Who was that man on the phone and why was he so angry?
That question had been on my mind off and on since November, when an angry-sounding caller left a voicemail for me. I had no idea what he was so riled up about, or why he thought I was the right person to yell at.
The reason for my confusion was that the man was shouting in a foreign language. To my monolinguistic ears, it sounded vaguely Arabic, or possibly eastern European. I played it for a few others in our newsroom. Several hazarded guesses, none of which proved correct.
I saved the message in my voicemail archive and forgot about it, except when I received periodic warnings that it was about to expire. Perhaps because I hoped to eventually decipher it, I saved it again each time rather than let it vanish into the telephonic ether.
The mystery was solved for me this week when the Miami Herald reported that the Federal Communications Commission was investigating a series of “robo-calls” to U.S. residents from a Haitian presidential candidate, Michel “Sweet Mickey” Martelly.
It seems Martelly, a Haitian pop music icon turned politician, wasn’t incensed so much as trying to motivate voters to cast their ballots for him in Haiti's Nov. 28 presidential election, postponed from February by the massive earthquake that rocked his homeland. And the language he was exhorting them in was Creole.
Even if I had been able to understand him, his message would have been perplexing to anyone not intimately familiar with Haitian politics: “Don't forget! Vote Martelly, No. 8! The bald head, the bull!" he said, as translated for msnbc.com by a Haitian Creole speaker.
It turns out I wasn’t the only person who thought Martelly was mad.
After Army personnel at Fort Bragg, N.C., received several calls in a short period of time, several buildings on the base were evacuated while security sweeps were conducted “out of prudence,” said base spokesman Ben Abel.
“We started getting some calls, and it was incomprehensible to somebody who didn’t have any language experience,” he said. “We recorded some of the voicemail, and our criminal investigation command came in and did their analysis and determined what it was after a while.”
“In two to three hours we determined that it was a non-threatening incident and closed our investigation,” said Chris Grey, a spokesman for Army Criminal Investigations.
The Army wasn’t the only recipient alarmed by the calls.
The Whocallsme website features a long list of comments from people who received the calls, some of whom apparently ran into translation difficulties.

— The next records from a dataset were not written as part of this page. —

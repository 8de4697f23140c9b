//! Extension functions: a fixed registry of named functions and methods over
//! IP addresses, decimals, datetimes and durations.

use std::str::FromStr;

use strum::EnumIter;
use strum_macros::{Display, EnumString, IntoStaticStr};

use crate::error::EvalError;
use crate::types::{Decimal, IpAddr, Value};

/// Every extension function the evaluator knows about.
///
/// Calls are looked up by name once, when the expression is built, so an
/// unknown name or a wrong argument count never reaches evaluation.
#[derive(Debug, Clone, Copy, PartialEq, Eq, Hash, Display, EnumString, IntoStaticStr, EnumIter)]
#[strum(serialize_all = "camelCase")]
pub enum ExtensionFn {
    Ip,
    Decimal,
    Datetime,
    Duration,
    IsIpv4,
    IsIpv6,
    IsLoopback,
    IsMulticast,
    IsInRange,
    LessThan,
    LessThanOrEqual,
    GreaterThan,
    GreaterThanOrEqual,
    Offset,
    DurationSince,
    ToDate,
    ToTime,
    ToDays,
    ToHours,
    ToMinutes,
    ToSeconds,
    ToMilliseconds,
}

impl ExtensionFn {
    /// Resolves a function by name.
    pub fn lookup(name: &str) -> Result<Self, EvalError> {
        ExtensionFn::from_str(name)
            .map_err(|_| EvalError::UnknownExtensionFunction(name.to_string()))
    }

    pub fn name(self) -> &'static str {
        self.into()
    }

    /// Number of arguments, counting the receiver of method-style calls.
    pub fn arity(self) -> usize {
        use ExtensionFn as F;
        match self {
            F::IsInRange
            | F::LessThan
            | F::LessThanOrEqual
            | F::GreaterThan
            | F::GreaterThanOrEqual
            | F::Offset
            | F::DurationSince => 2,
            _ => 1,
        }
    }

    /// Constructors parse a string literal into an extension value.
    pub fn is_constructor(self) -> bool {
        matches!(
            self,
            ExtensionFn::Ip | ExtensionFn::Decimal | ExtensionFn::Datetime | ExtensionFn::Duration
        )
    }

    pub fn check_arity(self, actual: usize) -> Result<(), EvalError> {
        if actual == self.arity() {
            Ok(())
        } else {
            Err(EvalError::Arity {
                function: self.name().to_string(),
                expected: self.arity(),
                actual,
            })
        }
    }

    /// Applies the function to already-evaluated arguments.
    pub fn apply(self, args: &[Value]) -> Result<Value, EvalError> {
        use ExtensionFn as F;
        self.check_arity(args.len())?;
        let value = match self {
            F::Ip => Value::IpAddr(args[0].as_str()?.parse::<IpAddr>()?),
            F::Decimal => Value::Decimal(args[0].as_str()?.parse::<Decimal>()?),
            F::Datetime => Value::Datetime(args[0].as_str()?.parse()?),
            F::Duration => Value::Duration(args[0].as_str()?.parse()?),
            F::IsIpv4 => Value::Bool(args[0].as_ipaddr()?.is_ipv4()),
            F::IsIpv6 => Value::Bool(args[0].as_ipaddr()?.is_ipv6()),
            F::IsLoopback => Value::Bool(args[0].as_ipaddr()?.is_loopback()),
            F::IsMulticast => Value::Bool(args[0].as_ipaddr()?.is_multicast()),
            F::IsInRange => Value::Bool(args[0].as_ipaddr()?.is_in_range(args[1].as_ipaddr()?)),
            F::LessThan => {
                let (a, b) = decimals(args)?;
                Value::Bool(a < b)
            }
            F::LessThanOrEqual => {
                let (a, b) = decimals(args)?;
                Value::Bool(a <= b)
            }
            F::GreaterThan => {
                let (a, b) = decimals(args)?;
                Value::Bool(a > b)
            }
            F::GreaterThanOrEqual => {
                let (a, b) = decimals(args)?;
                Value::Bool(a >= b)
            }
            F::Offset => Value::Datetime(args[0].as_datetime()?.offset(args[1].as_duration()?)?),
            F::DurationSince => {
                Value::Duration(args[0].as_datetime()?.duration_since(args[1].as_datetime()?)?)
            }
            F::ToDate => Value::Datetime(args[0].as_datetime()?.to_date()?),
            F::ToTime => Value::Duration(args[0].as_datetime()?.to_time()),
            F::ToDays => Value::Long(args[0].as_duration()?.to_days()),
            F::ToHours => Value::Long(args[0].as_duration()?.to_hours()),
            F::ToMinutes => Value::Long(args[0].as_duration()?.to_minutes()),
            F::ToSeconds => Value::Long(args[0].as_duration()?.to_seconds()),
            F::ToMilliseconds => Value::Long(args[0].as_duration()?.to_milliseconds()),
        };
        Ok(value)
    }
}

fn decimals(args: &[Value]) -> Result<(Decimal, Decimal), EvalError> {
    Ok((args[0].as_decimal()?, args[1].as_decimal()?))
}

#[cfg(test)]
mod tests {
    use super::*;
    use strum::IntoEnumIterator;
    use crate::types::Type;
    use yare::parameterized;

    fn s(v: &str) -> Value {
        Value::from(v)
    }

    fn call(name: &str, args: &[Value]) -> Result<Value, EvalError> {
        ExtensionFn::lookup(name)?.apply(args)
    }

    #[parameterized(
        ip = { "ip", ExtensionFn::Ip, 1 },
        is_in_range = { "isInRange", ExtensionFn::IsInRange, 2 },
        less_than_or_equal = { "lessThanOrEqual", ExtensionFn::LessThanOrEqual, 2 },
        duration_since = { "durationSince", ExtensionFn::DurationSince, 2 },
        to_milliseconds = { "toMilliseconds", ExtensionFn::ToMilliseconds, 1 },
    )]
    fn test_lookup(name: &str, expected: ExtensionFn, arity: usize) {
        let func = ExtensionFn::lookup(name).unwrap();
        assert_eq!(func, expected);
        assert_eq!(func.arity(), arity);
        assert_eq!(func.name(), name);
    }

    #[test]
    fn test_unknown_function() {
        assert_eq!(
            ExtensionFn::lookup("frobnicate").unwrap_err(),
            EvalError::UnknownExtensionFunction("frobnicate".to_string())
        );
    }

    #[test]
    fn test_arity_checked() {
        let err = call("ip", &[s("10.0.0.1"), s("10.0.0.2")]).unwrap_err();
        assert_eq!(
            err,
            EvalError::Arity {
                function: "ip".to_string(),
                expected: 1,
                actual: 2
            }
        );
    }

    #[test]
    fn test_ip_predicates() {
        let addr = call("ip", &[s("192.168.0.1")]).unwrap();
        let range = call("ip", &[s("192.168.0.0/16")]).unwrap();
        assert_eq!(call("isIpv4", &[addr.clone()]).unwrap(), Value::Bool(true));
        assert_eq!(call("isIpv6", &[addr.clone()]).unwrap(), Value::Bool(false));
        assert_eq!(call("isInRange", &[addr, range]).unwrap(), Value::Bool(true));
    }

    #[test]
    fn test_decimal_comparisons() {
        let a = call("decimal", &[s("1.23")]).unwrap();
        let b = call("decimal", &[s("1.2301")]).unwrap();
        assert_eq!(call("lessThan", &[a.clone(), b.clone()]).unwrap(), Value::Bool(true));
        assert_eq!(call("greaterThanOrEqual", &[a.clone(), a.clone()]).unwrap(), Value::Bool(true));
        assert_eq!(call("greaterThan", &[a, b]).unwrap(), Value::Bool(false));
    }

    #[test]
    fn test_argument_type_checked() {
        let err = call("isIpv4", &[s("10.0.0.1")]).unwrap_err();
        assert_eq!(
            err,
            EvalError::TypeError {
                expected: vec![Type::Ipaddr],
                actual: Type::String
            }
        );
        assert!(matches!(
            call("decimal", &[s("abc")]),
            Err(EvalError::InvalidExtensionArgument { .. })
        ));
    }

    #[test]
    fn test_datetime_functions() {
        let dt = call("datetime", &[s("2024-10-15T11:38:02Z")]).unwrap();
        let day = call("duration", &[s("1d")]).unwrap();
        let next = call("offset", &[dt.clone(), day]).unwrap();
        let since = call("durationSince", &[next, dt.clone()]).unwrap();
        assert_eq!(call("toHours", &[since]).unwrap(), Value::Long(24));
        assert_eq!(
            call("toDate", &[dt.clone()]).unwrap(),
            call("datetime", &[s("2024-10-15")]).unwrap()
        );
        let time = call("toTime", &[dt]).unwrap();
        assert_eq!(call("toSeconds", &[time]).unwrap(), Value::Long(41_882));
    }

    #[test]
    fn test_registry_complete() {
        let names: Vec<&str> = ExtensionFn::iter().map(ExtensionFn::name).collect();
        assert_eq!(names.len(), 22);
        for name in names {
            assert!(ExtensionFn::lookup(name).is_ok());
        }
    }
}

“My fiance got it translated and it is very disturbing,” said one poster identified as Nala. “... Turns out people started a rumor there that America created the earthquake to kill them and get there (sic) oil and that on the medical ships they were experimenting on Haitians like the Nazi did on Jews. ... So these people are calling leaving personalized voodoo curses. ... Mine used my middle name and wished death upon me.”
While Martelly’s aims were far more mundane, why was his campaign calling people in the United States in the first place?
Martelly campaign spokesman Damian Merlo said the aim of the "awareness calls" was to encourage Haitian-Americans in the U.S. to call their relatives in Haiti and urge them to vote for Martelly. But he said the telemarketing company the campaign hired, which he declined to identify, apparently purchased a phone number database that “includes the numbers of all people who have called Haiti in the past” — and because of Haiti's devastating quake on Jan. 12, 2010, that it included many relief workers, members of the military and journalists.
Merlo said the campaign was no longer making “robo-calls” to the U.S., though residents in Haiti say they are being heavily used there in advance of the March 20 runoff pitting Martelly against Mirlande Manigat, a former first lady and college administrator who was the top vote getter on Nov. 28.
An FCC spokeswoman would not confirm that the agency was investigating whether Martelly’s campaign violated the Do Not Call registry, citing agency policy.
But the spokeswoman conceded that Martelly might have a loophole, as the law passed by Congress in 2003 exempted political solicitations.
“I hadn’t thought of that,” she said.